Work required: Pick out every line of the entries below where "const" occurs, and copy those lines.

Data:
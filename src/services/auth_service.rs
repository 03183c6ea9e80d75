use argon2::{
    Argon2, PasswordHasher,
    password_hash::{PasswordHash, PasswordVerifier, SaltString},
};
use chrono::{DateTime, Utc};
use password_hash::rand_core::OsRng;

use crate::{
    dto::auth::{LoginRequest, LoginResponse, RegisterRequest},
    error::{AppError, AppResult},
    middleware::auth::{RequestContext, issue_token},
    models::{NewUser, Role, User, UserStatus},
    response::{ApiResponse, Meta},
    services::required,
    state::AppState,
};

pub const REGISTRATION_ENABLED_KEY: &str = "registration_enabled";
pub const REGISTRATION_DAILY_LIMIT_KEY: &str = "registration_daily_limit";

const MIN_PASSWORD_LEN: usize = 8;

pub async fn register_user(
    state: &AppState,
    payload: RegisterRequest,
) -> AppResult<ApiResponse<User>> {
    let email = normalize_email(&payload.email)?;
    validate_password(&payload.password)?;
    let username = match payload.username.as_deref().map(str::trim) {
        Some(name) if !name.is_empty() => name.to_string(),
        _ => default_username(&email),
    };

    let users = state.store.users();
    // The very first account bootstraps the shop and skips the registration gate.
    let is_first = users.count_users().await? == 0;
    if !is_first {
        enforce_registration_gate(state, Utc::now()).await?;
    }

    if users.find_user_by_email(&email).await?.is_some() {
        return Err(AppError::BadRequest("Email is already taken".to_string()));
    }

    let role = if is_first { Role::Admin } else { Role::User };
    let user = users
        .create_user(NewUser {
            email,
            username,
            password_hash: hash_password(&payload.password)?,
            role,
            status: UserStatus::Active,
        })
        .await?;

    tracing::info!(user_id = %user.id, role = user.role.as_str(), "user registered");
    Ok(ApiResponse::success("User created", user, None))
}

/// Reads the enable flag and daily quota from settings on every call.
async fn enforce_registration_gate(state: &AppState, now: DateTime<Utc>) -> AppResult<()> {
    let settings = state.store.settings();

    let enabled = settings
        .get_setting(REGISTRATION_ENABLED_KEY)
        .await?
        .map(|s| !matches!(s.value.trim().to_ascii_lowercase().as_str(), "false" | "0" | "no" | "off"))
        .unwrap_or(true);
    if !enabled {
        return Err(AppError::RegistrationDisabled);
    }

    let limit = settings
        .get_setting(REGISTRATION_DAILY_LIMIT_KEY)
        .await?
        .and_then(|s| s.value.trim().parse::<u64>().ok())
        .unwrap_or(0);
    if limit == 0 {
        return Ok(());
    }

    let registered_today = state
        .store
        .users()
        .count_users_created_since(start_of_day(now))
        .await?;
    if registered_today >= limit {
        tracing::warn!(limit, registered_today, "daily registration quota reached");
        return Err(AppError::QuotaExceeded { limit });
    }
    Ok(())
}

fn start_of_day(now: DateTime<Utc>) -> DateTime<Utc> {
    now.date_naive()
        .and_hms_opt(0, 0, 0)
        .map(|midnight| midnight.and_utc())
        .unwrap_or(now)
}

pub async fn login_user(
    state: &AppState,
    payload: LoginRequest,
) -> AppResult<ApiResponse<LoginResponse>> {
    let email = payload.email.trim().to_lowercase();
    let user = state
        .store
        .users()
        .find_user_by_email(&email)
        .await?
        .ok_or_else(|| AppError::BadRequest("Invalid email or password".into()))?;

    if !verify_password(&payload.password, &user.password_hash)? {
        return Err(AppError::BadRequest("Invalid email or password".into()));
    }
    if user.status == UserStatus::Inactive {
        return Err(AppError::Forbidden);
    }

    let token = issue_token(&state.config.jwt_secret, &user)?;
    tracing::info!(user_id = %user.id, "user logged in");

    Ok(ApiResponse::success(
        "Logged in",
        LoginResponse {
            token: format!("Bearer {}", token),
            user,
        },
        Some(Meta::empty()),
    ))
}

pub async fn current_user(
    state: &AppState,
    ctx: &RequestContext,
) -> AppResult<ApiResponse<User>> {
    let user = state
        .store
        .users()
        .get_user(ctx.user_id)
        .await?
        .ok_or(AppError::NotFound)?;
    Ok(ApiResponse::success("Profile", user, None))
}

pub fn hash_password(password: &str) -> AppResult<String> {
    let salt = SaltString::generate(&mut OsRng);
    Argon2::default()
        .hash_password(password.as_bytes(), &salt)
        .map(|hash| hash.to_string())
        .map_err(|e| AppError::Internal(anyhow::anyhow!(e.to_string())))
}

fn verify_password(password: &str, hash: &str) -> AppResult<bool> {
    let parsed_hash = PasswordHash::new(hash)
        .map_err(|_| AppError::Internal(anyhow::anyhow!("Invalid password hash")))?;
    Ok(Argon2::default()
        .verify_password(password.as_bytes(), &parsed_hash)
        .is_ok())
}

pub fn normalize_email(email: &str) -> AppResult<String> {
    let email = required(email, "email")?.to_lowercase();
    let valid = email
        .split_once('@')
        .is_some_and(|(local, domain)| !local.is_empty() && domain.contains('.'));
    if !valid {
        return Err(AppError::BadRequest("email is invalid".into()));
    }
    Ok(email)
}

pub fn validate_password(password: &str) -> AppResult<()> {
    if password.chars().count() < MIN_PASSWORD_LEN {
        return Err(AppError::BadRequest(format!(
            "password must be at least {MIN_PASSWORD_LEN} characters"
        )));
    }
    Ok(())
}

pub(crate) fn default_username(email: &str) -> String {
    email.split('@').next().unwrap_or(email).to_string()
}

Exercise answer:
pub const REGISTRATION_ENABLED_KEY: &str = "registration_enabled";
pub const REGISTRATION_DAILY_LIMIT_KEY: &str = "registration_daily_limit";
const MIN_PASSWORD_LEN: usize = 8;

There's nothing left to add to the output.